Wednesday, July 13, 2011

The Buck Stops Here

The donation truck came through the neighborhood on Monday. This is our pile.


It looks so much smaller on our front porch than it did piled in my office. Mr. Challenge got into the spirit of things and went through his closet. He purged bags of clothes and sent plenty off to the trashcan, too. I have to admit, it was pretty sexy.

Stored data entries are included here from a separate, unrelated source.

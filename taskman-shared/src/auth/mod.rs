/// Authentication primitives
///
/// - [`password`]: Argon2id hashing and verification of account passwords
/// - [`session`]: HS256 session tokens carried in the session cookie
///
/// Authorization rules (who may edit or delete what) live with the use
/// cases in [`crate::services`].

pub mod password;
pub mod session;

The first week is over and I haven't noticed an increase in money yet. I'm afraid that I am channelling all my extra money into dining out with friends. That is more enjoyable that shopping alone, I have to admit. I do have a goal to put $1000 in my savings account. Maybe even more, that way when I end the challenge I can go on a shopping spree have a tangible reminder of what I gained this year.
One thing I have gained is time. I am already catching up on housework and my to do list is dwindling quickly. I am excited about the prospect of actually working on some of the unfinished projects in my house. Wouldn't it be nice if I could finish that gift I started for my sister just over 2 years ago?
I went to a thrift store today to pick up a costume for The Boss, who is in a theatre camp this week. I scoured the house for pieces that would work, but we just didn't have a skirt that would be acceptable for a gypsy.
I love thrift stores. I get such a thrill out of finding treasure there, and inevitability, everything I want is less than $5. I waded through racks, looking for just the right thing, when I saw it...the cutest black and white sundress. It looks brand new, it's in my size! It would be perfect for when Mr. Challenge and I go to Vegas next month. I pick it up, it's only $7. It promises me that I will look sexy, but sophisticated in it. Never mind the six other sundresses in my closet, they don't matter. Only this one matters.




I put it down and walk away.
I don't try it on.


And I'm okay.
I did find a perfect long skirt for the gypsy costume, along with a white shirt that we can pair with jewelry and accessories that we already own. I walk out paying only $4 and feel empowered. I feel happy. I didn't waste an entire afternoon buying things that I don't need.


I can't wait for the next donation truck.